着色料の基礎講座⑦~着色料の乳化について~

着色料をご使用の際、下の写真のように着色料が商品の上部に浮いてきてしまったことや、商品フィルムに色がついてしまった経験はございませんか?実はこれらは「乳化」された着色料に特に見られる現象です。今回はどうしてこういった現象が生じてしまうのか、ご説明していきたいと思います。

着色料の溶解性

色素は主に水溶性と油溶性にわけることができ、それぞれ下記のように溶解出来るもの、出来ないものがあります。

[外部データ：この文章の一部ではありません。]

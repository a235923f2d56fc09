//! Decode stage.
//!
//! Runs synchronously on the device callback thread whenever the converted buffer is
//! drained:
//! - pop the next compressed packet from the [`PacketQueue`] (blocking)
//! - feed it to the decoder and drain every frame it produces
//! - convert each frame to the output format
//!
//! A frame can convert to more bytes than the caller's buffer holds. The surplus is
//! carried over and handed out first on the next call.
//!
//! When the queue drains, the resampler's buffered tail is flushed into the carry and
//! served before `Finished` is sent.

use std::sync::Arc;

use crossbeam_channel::Sender;

use crate::diagnostics::DiagnosticSink;
use crate::error::DecodeError;
use crate::packet::CompressedPacket;
use crate::player::PlayerEvent;
use crate::queue::{PacketQueue, Pop};
use crate::resample::FrameConverter;
use crate::source::{AudioDecoder, ReceiveError};

pub struct DecodeStage {
    queue: Arc<PacketQueue>,
    decoder: Box<dyn AudioDecoder>,
    converter: FrameConverter,
    partial: Option<CompressedPacket>,
    carry: Vec<u8>,
    carry_pos: usize,
    sink: Arc<dyn DiagnosticSink>,
    events: Sender<PlayerEvent>,
    packets_decoded: u64,
    /// The queue drained and the carry holds the flushed resampler tail.
    draining: bool,
}

impl DecodeStage {
    pub fn new(
        queue: Arc<PacketQueue>,
        decoder: Box<dyn AudioDecoder>,
        converter: FrameConverter,
        sink: Arc<dyn DiagnosticSink>,
        events: Sender<PlayerEvent>,
    ) -> Self {
        Self {
            queue,
            decoder,
            converter,
            partial: None,
            carry: Vec::new(),
            carry_pos: 0,
            sink,
            events,
            packets_decoded: 0,
            draining: false,
        }
    }

    pub fn packets_decoded(&self) -> u64 {
        self.packets_decoded
    }

    /// True between a drain that flushed audio and the call that reports end of stream.
    /// The session is no longer playing but the tail still has to be served.
    pub fn is_draining(&self) -> bool {
        self.draining
    }

    /// Replace the contents of `out` with up to `capacity` converted bytes.
    ///
    /// Never returns `Ok(0)`: packets that decode or convert to nothing are skipped and
    /// the next one is tried. Blocks in [`PacketQueue::pop`] while the queue is empty and
    /// the session is live.
    pub fn decode_next(&mut self, out: &mut Vec<u8>, capacity: usize) -> Result<usize, DecodeError> {
        out.clear();
        if capacity == 0 {
            return Err(DecodeError::Packet("output capacity is zero".to_string()));
        }

        loop {
            if self.carry_pos < self.carry.len() {
                let n = capacity.min(self.carry.len() - self.carry_pos);
                out.extend_from_slice(&self.carry[self.carry_pos..self.carry_pos + n]);
                self.carry_pos += n;
                if self.carry_pos == self.carry.len() {
                    self.carry.clear();
                    self.carry_pos = 0;
                }
                return Ok(n);
            }

            if self.draining {
                self.draining = false;
                let _ = self.events.send(PlayerEvent::Finished);
                return Err(DecodeError::EndOfStream);
            }

            if let Some(packet) = self.partial.take() {
                self.decode_packet(&packet)?;
                continue;
            }

            match self.queue.pop(true) {
                Pop::Packet(packet) => {
                    if !self.queue.is_playing() {
                        return Err(DecodeError::EndOfStream);
                    }
                    self.partial = Some(packet);
                }
                Pop::Drained => {
                    tracing::debug!(packets = self.packets_decoded, "packet queue drained");
                    match self.converter.flush(&mut self.carry) {
                        Ok(n) if n > 0 => {
                            self.draining = true;
                            continue;
                        }
                        Ok(_) => {}
                        Err(e) => self.sink.report(&format!("Error while flushing resampler: {e}")),
                    }
                    let _ = self.events.send(PlayerEvent::Finished);
                    return Err(DecodeError::EndOfStream);
                }
                Pop::Stopped | Pop::WouldBlock => return Err(DecodeError::EndOfStream),
            }
        }
    }

    /// Decode one whole packet into the carry buffer.
    ///
    /// Decoder failures drop the packet and return `Ok`; conversion failures drop the
    /// packet and are returned.
    fn decode_packet(&mut self, packet: &CompressedPacket) -> Result<(), DecodeError> {
        if let Err(e) = self.decoder.send_packet(packet) {
            self.sink
                .report(&format!("Error while decoding packet at ts {}: {e}", packet.ts()));
            return Ok(());
        }
        self.packets_decoded += 1;

        loop {
            match self.decoder.receive_frame() {
                Ok(frame) => {
                    if let Err(e) = self.converter.convert(&frame, &mut self.carry) {
                        self.sink.report(&format!("Error while resampling frame: {e}"));
                        return Err(e.into());
                    }
                }
                Err(ReceiveError::NeedMore) => return Ok(()),
                Err(ReceiveError::Failed(e)) => {
                    self.sink.report(&format!("Error while receiving frame: {e}"));
                    return Ok(());
                }
            }
        }
    }
}
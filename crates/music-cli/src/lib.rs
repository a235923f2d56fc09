pub mod cli;
pub mod config;
pub mod runtime;
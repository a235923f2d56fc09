//! Capabilities the pipeline consumes from a container/codec library.
//!
//! The player only talks to these traits; [`crate::symphonia_backend`] is the
//! production implementation. Closing a handle is dropping it.

use std::io;

use crate::error::{ReadError, SetupError};
use crate::packet::CompressedPacket;

/// What a demuxed stream carries.
#[derive(Clone, Copy, Debug, PartialEq, Eq)]
pub enum StreamKind {
    Audio,
    Other,
}

/// Stream description reported by [`Demuxer::streams`].
#[derive(Clone, Debug, PartialEq, Eq)]
pub struct StreamInfo {
    pub index: u32,
    pub kind: StreamKind,
    /// Codec label (best-effort).
    pub codec: Option<String>,
    pub sample_rate: Option<u32>,
    pub channels: Option<u16>,
    /// Total frames when the container reports it.
    pub n_frames: Option<u64>,
}

impl StreamInfo {
    /// Best-effort duration in milliseconds.
    pub fn duration_ms(&self) -> Option<u64> {
        let frames = self.n_frames?;
        let rate = u64::from(self.sample_rate?);
        if rate == 0 {
            return None;
        }
        Some(frames.saturating_mul(1000) / rate)
    }
}

/// Sample representation the decoder produced before conversion to `f32`.
#[derive(Clone, Copy, Debug, PartialEq, Eq)]
pub enum SourceSampleFormat {
    U8,
    S16,
    S24,
    S32,
    F32,
    F64,
}

/// One decoded frame: interleaved `f32` samples plus their native layout.
///
/// Frames are transient; the converter consumes them and they are not retained.
#[derive(Clone, Debug, PartialEq)]
pub struct DecodedFrame {
    pub sample_rate: u32,
    pub channels: u16,
    pub format: SourceSampleFormat,
    pub samples: Vec<f32>,
}

impl DecodedFrame {
    /// Samples per channel.
    pub fn frames(&self) -> usize {
        if self.channels == 0 {
            0
        } else {
            self.samples.len() / self.channels as usize
        }
    }
}

/// Outcome of [`AudioDecoder::receive_frame`] when no frame is returned.
#[derive(Debug, PartialEq, Eq)]
pub enum ReceiveError {
    /// The decoder needs another packet before it can emit a frame.
    NeedMore,
    Failed(String),
}

/// An opened codec for one stream.
pub trait AudioDecoder: Send {
    /// Feed one compressed packet. Errors are per packet and not fatal to the decoder.
    fn send_packet(&mut self, packet: &CompressedPacket) -> Result<(), String>;

    /// Pull the next decoded frame produced by previously sent packets.
    fn receive_frame(&mut self) -> Result<DecodedFrame, ReceiveError>;
}

/// An opened container.
pub trait Demuxer: Send {
    /// Streams discovered while opening the source.
    fn streams(&self) -> &[StreamInfo];

    /// Read the next compressed packet from any stream.
    fn read_packet(&mut self) -> Result<CompressedPacket, ReadError>;

    /// Open a decoder for one of this source's streams.
    fn open_codec(&self, stream: &StreamInfo) -> Result<Box<dyn AudioDecoder>, SetupError>;

    /// Seek back to the first packet so the source can be played again.
    fn rewind(&mut self) -> Result<(), ReadError> {
        Err(ReadError::Io(io::Error::new(
            io::ErrorKind::Unsupported,
            "source cannot rewind",
        )))
    }

    /// Short label for logs.
    fn description(&self) -> String {
        "source".to_string()
    }
}

/// Opens a source by identifier (a path for the file backend).
pub trait SourceOpener: Send + Sync {
    fn open(&self, identifier: &str) -> Result<Box<dyn Demuxer>, SetupError>;
}

/// First audio stream in container order.
pub fn find_audio_stream(streams: &[StreamInfo]) -> Option<&StreamInfo> {
    streams.iter().find(|s| s.kind == StreamKind::Audio)
}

このため、水溶性色素はチョコレートなどの油性食品には使用することが出来ませんし、逆に油溶性色素はゼリーなどの水性食品には使用することが出来ません。しかし、これらの色素を「乳化」することで溶解性を変化させることが可能です。こういった乳化された色素は「乳化色素」、「乳化色素製剤」と呼ばれます。

着色料の乳化とは

上の図のように、色素に対して乳化剤を混合し、色素を乳化剤で取り囲むように色素を「乳化」することで元々もつ溶解性を変化させたものが「乳化色素」です。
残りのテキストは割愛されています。